§ GIVEN DATA
▬▬▬▬▬▬
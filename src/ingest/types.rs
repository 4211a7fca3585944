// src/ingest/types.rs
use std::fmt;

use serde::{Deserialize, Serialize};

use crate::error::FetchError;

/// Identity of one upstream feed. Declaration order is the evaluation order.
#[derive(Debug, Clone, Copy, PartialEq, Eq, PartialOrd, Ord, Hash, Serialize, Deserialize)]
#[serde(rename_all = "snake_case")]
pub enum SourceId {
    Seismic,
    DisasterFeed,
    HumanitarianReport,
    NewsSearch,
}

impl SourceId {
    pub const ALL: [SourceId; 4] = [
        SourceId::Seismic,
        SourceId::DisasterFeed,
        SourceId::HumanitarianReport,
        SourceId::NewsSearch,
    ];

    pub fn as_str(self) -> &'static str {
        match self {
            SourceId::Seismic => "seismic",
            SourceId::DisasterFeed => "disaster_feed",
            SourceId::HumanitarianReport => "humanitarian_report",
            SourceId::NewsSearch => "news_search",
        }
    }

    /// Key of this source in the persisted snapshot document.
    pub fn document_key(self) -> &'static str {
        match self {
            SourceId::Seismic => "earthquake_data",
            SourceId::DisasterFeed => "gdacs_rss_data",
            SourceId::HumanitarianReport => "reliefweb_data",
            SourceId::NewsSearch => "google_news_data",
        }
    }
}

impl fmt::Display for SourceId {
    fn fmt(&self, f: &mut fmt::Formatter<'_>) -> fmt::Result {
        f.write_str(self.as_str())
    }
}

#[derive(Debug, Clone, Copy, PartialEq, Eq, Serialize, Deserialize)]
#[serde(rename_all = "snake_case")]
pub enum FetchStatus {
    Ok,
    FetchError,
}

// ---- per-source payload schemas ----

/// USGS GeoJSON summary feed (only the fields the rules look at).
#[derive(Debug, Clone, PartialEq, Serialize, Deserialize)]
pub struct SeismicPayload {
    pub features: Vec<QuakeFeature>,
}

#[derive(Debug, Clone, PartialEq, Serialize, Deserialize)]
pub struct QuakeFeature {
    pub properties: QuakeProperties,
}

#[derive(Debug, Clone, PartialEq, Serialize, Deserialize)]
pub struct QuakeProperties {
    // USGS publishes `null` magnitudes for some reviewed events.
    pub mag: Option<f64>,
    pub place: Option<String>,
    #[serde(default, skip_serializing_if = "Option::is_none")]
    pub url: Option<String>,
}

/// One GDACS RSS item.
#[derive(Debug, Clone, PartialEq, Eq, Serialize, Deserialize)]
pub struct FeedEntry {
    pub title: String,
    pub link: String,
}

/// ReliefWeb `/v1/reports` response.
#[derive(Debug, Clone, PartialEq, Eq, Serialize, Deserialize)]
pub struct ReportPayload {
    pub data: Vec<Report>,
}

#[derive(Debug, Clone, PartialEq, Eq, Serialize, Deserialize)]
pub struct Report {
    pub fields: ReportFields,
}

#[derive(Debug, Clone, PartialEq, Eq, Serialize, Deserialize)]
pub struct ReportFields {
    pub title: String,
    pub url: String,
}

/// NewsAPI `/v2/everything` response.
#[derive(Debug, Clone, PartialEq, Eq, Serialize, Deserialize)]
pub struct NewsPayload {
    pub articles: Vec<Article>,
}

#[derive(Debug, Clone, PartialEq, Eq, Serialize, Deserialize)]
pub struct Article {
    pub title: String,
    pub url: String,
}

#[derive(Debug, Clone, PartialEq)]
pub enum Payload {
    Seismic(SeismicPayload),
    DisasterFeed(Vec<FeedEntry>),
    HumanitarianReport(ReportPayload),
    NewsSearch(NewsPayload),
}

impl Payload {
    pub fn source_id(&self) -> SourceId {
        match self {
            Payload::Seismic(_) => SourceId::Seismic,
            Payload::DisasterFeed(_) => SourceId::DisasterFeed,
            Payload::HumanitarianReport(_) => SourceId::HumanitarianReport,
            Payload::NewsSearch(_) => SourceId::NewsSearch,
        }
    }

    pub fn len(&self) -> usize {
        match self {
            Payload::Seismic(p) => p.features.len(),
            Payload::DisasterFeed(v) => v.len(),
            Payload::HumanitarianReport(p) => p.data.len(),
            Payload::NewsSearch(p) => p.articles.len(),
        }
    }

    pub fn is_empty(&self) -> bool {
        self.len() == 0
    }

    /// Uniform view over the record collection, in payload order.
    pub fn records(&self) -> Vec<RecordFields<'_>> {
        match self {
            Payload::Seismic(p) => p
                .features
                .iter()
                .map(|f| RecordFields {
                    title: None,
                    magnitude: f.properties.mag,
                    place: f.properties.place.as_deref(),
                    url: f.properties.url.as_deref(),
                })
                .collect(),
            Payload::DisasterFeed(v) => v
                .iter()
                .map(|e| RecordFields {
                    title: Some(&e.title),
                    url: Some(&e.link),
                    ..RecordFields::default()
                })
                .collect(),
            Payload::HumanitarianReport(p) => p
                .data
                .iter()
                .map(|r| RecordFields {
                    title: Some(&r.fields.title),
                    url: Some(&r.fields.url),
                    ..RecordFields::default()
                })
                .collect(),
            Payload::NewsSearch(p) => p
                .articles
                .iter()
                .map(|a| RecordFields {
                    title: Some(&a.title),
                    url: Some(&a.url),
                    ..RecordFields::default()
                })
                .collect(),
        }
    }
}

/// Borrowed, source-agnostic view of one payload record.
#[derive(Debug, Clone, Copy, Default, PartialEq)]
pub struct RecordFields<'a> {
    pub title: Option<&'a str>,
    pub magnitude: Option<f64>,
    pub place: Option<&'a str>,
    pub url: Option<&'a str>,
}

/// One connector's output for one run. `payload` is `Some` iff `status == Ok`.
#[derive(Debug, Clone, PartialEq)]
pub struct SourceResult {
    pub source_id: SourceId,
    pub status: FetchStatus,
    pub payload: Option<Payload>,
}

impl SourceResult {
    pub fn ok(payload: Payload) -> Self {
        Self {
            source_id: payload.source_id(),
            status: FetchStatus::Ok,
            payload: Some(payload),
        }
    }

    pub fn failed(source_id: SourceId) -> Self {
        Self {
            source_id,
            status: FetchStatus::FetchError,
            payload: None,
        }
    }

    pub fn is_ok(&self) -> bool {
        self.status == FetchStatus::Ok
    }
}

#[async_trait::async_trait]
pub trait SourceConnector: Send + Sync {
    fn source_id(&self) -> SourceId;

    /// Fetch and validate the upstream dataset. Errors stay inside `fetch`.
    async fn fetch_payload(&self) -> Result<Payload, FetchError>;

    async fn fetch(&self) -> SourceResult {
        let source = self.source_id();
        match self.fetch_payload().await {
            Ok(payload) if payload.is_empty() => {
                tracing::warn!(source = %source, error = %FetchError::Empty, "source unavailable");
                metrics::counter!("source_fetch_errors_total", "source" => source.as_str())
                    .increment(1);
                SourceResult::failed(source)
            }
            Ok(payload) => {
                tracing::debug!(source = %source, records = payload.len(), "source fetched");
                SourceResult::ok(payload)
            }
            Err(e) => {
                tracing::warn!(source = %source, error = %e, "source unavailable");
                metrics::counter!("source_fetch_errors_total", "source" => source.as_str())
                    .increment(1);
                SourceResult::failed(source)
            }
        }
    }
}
▬▬▬▬▬▬
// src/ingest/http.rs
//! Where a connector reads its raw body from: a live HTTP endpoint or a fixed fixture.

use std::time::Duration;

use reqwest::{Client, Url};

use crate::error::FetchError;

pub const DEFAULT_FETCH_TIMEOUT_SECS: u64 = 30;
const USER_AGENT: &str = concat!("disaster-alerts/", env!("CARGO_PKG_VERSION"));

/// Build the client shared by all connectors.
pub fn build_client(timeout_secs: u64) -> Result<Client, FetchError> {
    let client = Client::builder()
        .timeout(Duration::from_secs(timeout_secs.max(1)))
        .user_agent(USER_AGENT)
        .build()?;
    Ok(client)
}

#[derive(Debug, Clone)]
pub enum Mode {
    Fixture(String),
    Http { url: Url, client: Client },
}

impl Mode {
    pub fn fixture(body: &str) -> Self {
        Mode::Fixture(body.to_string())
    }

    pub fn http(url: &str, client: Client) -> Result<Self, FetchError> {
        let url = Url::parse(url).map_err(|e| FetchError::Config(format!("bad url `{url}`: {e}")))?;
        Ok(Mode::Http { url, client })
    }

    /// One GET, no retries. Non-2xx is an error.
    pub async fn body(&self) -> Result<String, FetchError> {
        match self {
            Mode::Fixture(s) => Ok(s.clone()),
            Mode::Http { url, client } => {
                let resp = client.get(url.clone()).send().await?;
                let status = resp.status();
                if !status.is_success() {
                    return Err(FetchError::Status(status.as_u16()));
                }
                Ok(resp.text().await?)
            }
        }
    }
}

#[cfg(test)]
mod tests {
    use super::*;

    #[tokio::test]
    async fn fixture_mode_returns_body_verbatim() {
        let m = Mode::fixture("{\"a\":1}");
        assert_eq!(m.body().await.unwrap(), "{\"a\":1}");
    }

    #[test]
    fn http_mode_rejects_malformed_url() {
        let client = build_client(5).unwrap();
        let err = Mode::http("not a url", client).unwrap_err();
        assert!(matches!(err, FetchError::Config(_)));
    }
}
▬▬▬▬▬▬
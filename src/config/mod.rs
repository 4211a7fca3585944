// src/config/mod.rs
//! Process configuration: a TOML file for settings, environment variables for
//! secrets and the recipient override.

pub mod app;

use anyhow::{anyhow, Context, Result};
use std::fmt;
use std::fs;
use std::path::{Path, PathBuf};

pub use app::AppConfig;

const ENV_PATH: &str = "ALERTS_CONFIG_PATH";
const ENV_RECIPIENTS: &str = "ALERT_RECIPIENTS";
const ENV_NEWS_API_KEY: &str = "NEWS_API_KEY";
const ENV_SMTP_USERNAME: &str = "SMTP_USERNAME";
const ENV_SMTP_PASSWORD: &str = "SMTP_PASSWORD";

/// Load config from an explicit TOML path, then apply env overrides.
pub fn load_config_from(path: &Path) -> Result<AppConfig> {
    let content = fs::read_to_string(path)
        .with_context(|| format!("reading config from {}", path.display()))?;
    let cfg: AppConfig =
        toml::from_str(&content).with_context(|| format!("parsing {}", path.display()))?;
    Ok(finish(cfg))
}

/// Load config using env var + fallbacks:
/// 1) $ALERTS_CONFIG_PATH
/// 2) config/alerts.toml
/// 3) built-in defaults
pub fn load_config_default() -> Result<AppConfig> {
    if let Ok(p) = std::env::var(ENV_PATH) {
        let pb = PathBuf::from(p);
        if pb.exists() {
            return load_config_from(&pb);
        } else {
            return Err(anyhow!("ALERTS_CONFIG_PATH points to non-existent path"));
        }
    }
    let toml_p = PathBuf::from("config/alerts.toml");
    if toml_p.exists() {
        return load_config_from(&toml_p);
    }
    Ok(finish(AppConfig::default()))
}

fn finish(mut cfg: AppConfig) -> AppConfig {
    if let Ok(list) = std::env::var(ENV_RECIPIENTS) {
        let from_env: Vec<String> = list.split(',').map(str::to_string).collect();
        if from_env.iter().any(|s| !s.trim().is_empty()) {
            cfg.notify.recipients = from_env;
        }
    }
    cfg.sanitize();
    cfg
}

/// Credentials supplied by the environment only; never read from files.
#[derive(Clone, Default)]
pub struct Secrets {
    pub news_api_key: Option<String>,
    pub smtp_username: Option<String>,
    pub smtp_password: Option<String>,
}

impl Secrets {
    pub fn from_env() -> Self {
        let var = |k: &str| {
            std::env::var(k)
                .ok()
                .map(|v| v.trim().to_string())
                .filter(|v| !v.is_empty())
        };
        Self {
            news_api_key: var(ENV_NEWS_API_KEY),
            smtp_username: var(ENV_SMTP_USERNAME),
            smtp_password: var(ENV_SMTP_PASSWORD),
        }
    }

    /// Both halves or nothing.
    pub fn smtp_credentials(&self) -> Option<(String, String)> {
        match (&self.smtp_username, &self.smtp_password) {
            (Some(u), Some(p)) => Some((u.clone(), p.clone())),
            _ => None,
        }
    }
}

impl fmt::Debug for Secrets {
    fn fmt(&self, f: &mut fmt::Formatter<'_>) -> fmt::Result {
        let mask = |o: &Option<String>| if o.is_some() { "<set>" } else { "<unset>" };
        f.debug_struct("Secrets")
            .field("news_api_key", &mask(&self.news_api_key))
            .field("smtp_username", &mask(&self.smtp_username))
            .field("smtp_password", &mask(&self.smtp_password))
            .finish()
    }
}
▬▬▬▬▬▬
§ PROBLEM DETAILS
Within the entries, find all lines that contain "mask" and copy each one.

§ ANSWER TO THIS EXERCISE
        let mask = |o: &Option<String>| if o.is_some() { "<set>" } else { "<unset>" };
            .field("news_api_key", &mask(&self.news_api_key))
            .field("smtp_username", &mask(&self.smtp_username))
            .field("smtp_password", &mask(&self.smtp_password))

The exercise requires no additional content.